# REQUIRED ACTION:
I would like every line of the records below that contains the word "tool" copied.

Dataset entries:
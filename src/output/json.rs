//! JSON output formatting
//!
//! The report holds the run configuration, when the report was produced, every
//! run's full result (series included) and the mean throughput across runs.

use super::text::mean_throughput;
use crate::config::BenchConfig;
use crate::stats::RunResult;
use crate::Result;
use anyhow::Context;
use chrono::{DateTime, Utc};
use serde::{Deserialize, Serialize};
use std::fs::File;
use std::io::BufWriter;
use std::path::Path;

/// Top-level JSON document
#[derive(Debug, Clone, Serialize, Deserialize)]
pub struct JsonReport {
    pub tool: String,
    pub version: String,
    pub timestamp: DateTime<Utc>,
    pub config: BenchConfig,
    pub runs: Vec<RunResult>,
    pub mean_throughput_mbps: f64,
}

impl JsonReport {
    pub fn new(config: &BenchConfig, runs: &[RunResult]) -> Self {
        Self {
            tool: env!("CARGO_PKG_NAME").to_string(),
            version: env!("CARGO_PKG_VERSION").to_string(),
            timestamp: Utc::now(),
            config: config.clone(),
            runs: runs.to_vec(),
            mean_throughput_mbps: mean_throughput(runs),
        }
    }
}

/// Write JSON output to file
pub fn write_json_output(output_path: &Path, report: &JsonReport, pretty: bool) -> Result<()> {
    let file = File::create(output_path)
        .with_context(|| format!("Failed to create JSON output: {}", output_path.display()))?;
    let writer = BufWriter::new(file);

    if pretty {
        serde_json::to_writer_pretty(writer, report)?;
    } else {
        serde_json::to_writer(writer, report)?;
    }

    Ok(())
}
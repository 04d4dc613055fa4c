//! Worker thread implementation
//!
//! A worker is one unit of queue depth: a thread that issues block-sized
//! positioned reads or writes back to back until the run's stop flag is raised.
//! Every full transfer is added to the shared [`RunState`] counters.
//!
//! # Lifecycle
//!
//! 1. **Creation**: [`Worker::new`] on the controlling thread
//! 2. **Execution**: [`Worker::run`] on the worker's own thread
//! 3. **Completion**: a [`WorkerOutcome`] returned through the join handle
//!
//! A failed or short transfer ends the worker's loop. That is not an error for
//! the run as a whole: the worker reports [`WorkerStatus::Faulted`] and the
//! others keep going.
//!
//! # Example
//!
//! ```
//! use storagebench::distribution::AccessPattern;
//! use storagebench::engine::{mock::MockEngine, OperationType};
//! use storagebench::run::state::RunState;
//! use storagebench::worker::{Worker, WorkerStatus};
//!
//! let state = RunState::new();
//! let engine = MockEngine::new().fail_after(10);
//! let worker = Worker::new(1, AccessPattern::Sequential, OperationType::Write, 4096, 1 << 20, 3, Box::new(engine));
//!
//! let outcome = worker.run(&state);
//! assert_eq!(outcome.ops, 10);
//! assert!(matches!(outcome.status, WorkerStatus::Faulted(_)));
//! ```

use crate::distribution::{AccessPattern, OffsetGenerator};
use crate::engine::{IOEngine, IOOperation, OperationType};
use crate::run::state::RunState;
use crate::stats::LatencyHistogram;
use crate::util::buffer::AlignedBuffer;
use crate::util::clock::MonotonicInstant;
use std::os::unix::io::RawFd;
use thiserror::Error;
use tracing::{debug, warn};

/// Why a worker stopped before the stop flag was raised
#[derive(Debug, Clone, PartialEq, Eq, Error)]
pub enum WorkerFault {
    #[error("{op} at offset {offset} failed: {message}")]
    Io {
        op: OperationType,
        offset: u64,
        message: String,
    },

    #[error("short {op} at offset {offset}: {transferred} of {expected} bytes")]
    ShortTransfer {
        op: OperationType,
        offset: u64,
        expected: usize,
        transferred: usize,
    },

    #[error("block buffer unavailable: {0}")]
    Buffer(String),

    #[error("worker thread panicked")]
    Panicked,
}

/// How a worker's loop ended
#[derive(Debug, Clone, PartialEq, Eq)]
pub enum WorkerStatus {
    /// Observed the stop flag
    Stopped,

    /// Left the loop after a failed or short transfer
    Faulted(WorkerFault),
}

/// What a worker hands back at join time
#[derive(Debug)]
pub struct WorkerOutcome {
    pub id: usize,
    pub status: WorkerStatus,

    /// Full transfers completed over the worker's whole life (warmup included)
    pub ops: u64,

    /// Latencies of transfers completed while the run was measuring
    pub latency: LatencyHistogram,
}

/// Worker thread state
pub struct Worker {
    id: usize,
    op_type: OperationType,
    block_size: u64,
    fd: RawFd,
    offsets: OffsetGenerator,
    engine: Box<dyn IOEngine>,
}

impl Worker {
    /// Create a worker
    ///
    /// `id` also seeds the worker's random offset stream, so the same id walks
    /// the same offsets in every run.
    pub fn new(
        id: usize,
        pattern: AccessPattern,
        op_type: OperationType,
        block_size: u64,
        file_size: u64,
        fd: RawFd,
        engine: Box<dyn IOEngine>,
    ) -> Self {
        Self {
            id,
            op_type,
            block_size,
            fd,
            offsets: OffsetGenerator::new(pattern, block_size, file_size, id),
            engine,
        }
    }

    /// Run the transfer loop until the stop flag is raised or a transfer faults
    pub fn run(mut self, state: &RunState) -> WorkerOutcome {
        let length = self.block_size as usize;

        let mut latency = LatencyHistogram::new();
        let mut ops = 0u64;

        // Aligned even in buffered mode; the open may have fallen back from O_DIRECT
        let mut buffer = match AlignedBuffer::for_block(length) {
            Ok(buffer) => buffer,
            Err(e) => {
                let fault = WorkerFault::Buffer(format!("{:#}", e));
                warn!(worker = self.id, %fault, "worker could not start");
                return WorkerOutcome {
                    id: self.id,
                    status: WorkerStatus::Faulted(fault),
                    ops,
                    latency,
                };
            }
        };
        if self.op_type == OperationType::Write {
            buffer.fill_write_pattern();
        }

        debug!(worker = self.id, op = %self.op_type, "worker started");

        let status = loop {
            if state.should_stop() {
                break WorkerStatus::Stopped;
            }

            let offset = self.offsets.next_offset();
            let op = IOOperation {
                op_type: self.op_type,
                target_fd: self.fd,
                offset,
                length,
            };

            let start = MonotonicInstant::now();
            match self.engine.execute(&op, buffer.as_mut_slice()) {
                Ok(n) if n == length => {}
                Ok(n) => {
                    break WorkerStatus::Faulted(WorkerFault::ShortTransfer {
                        op: self.op_type,
                        offset,
                        expected: length,
                        transferred: n,
                    });
                }
                Err(e) => {
                    break WorkerStatus::Faulted(WorkerFault::Io {
                        op: self.op_type,
                        offset,
                        message: format!("{:#}", e),
                    });
                }
            }
            let elapsed = start.elapsed();

            if state.is_measuring() {
                latency.record(elapsed);
            }
            state.record_transfer(self.block_size);
            ops += 1;
        };

        match &status {
            WorkerStatus::Stopped => debug!(worker = self.id, ops, "worker stopped"),
            WorkerStatus::Faulted(fault) => {
                warn!(worker = self.id, ops, %fault, "worker stopped on transfer fault")
            }
        }

        WorkerOutcome {
            id: self.id,
            status,
            ops,
            latency,
        }
    }
}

# REPLY:
    pub tool: String,
            tool: env!("CARGO_PKG_NAME").to_string(),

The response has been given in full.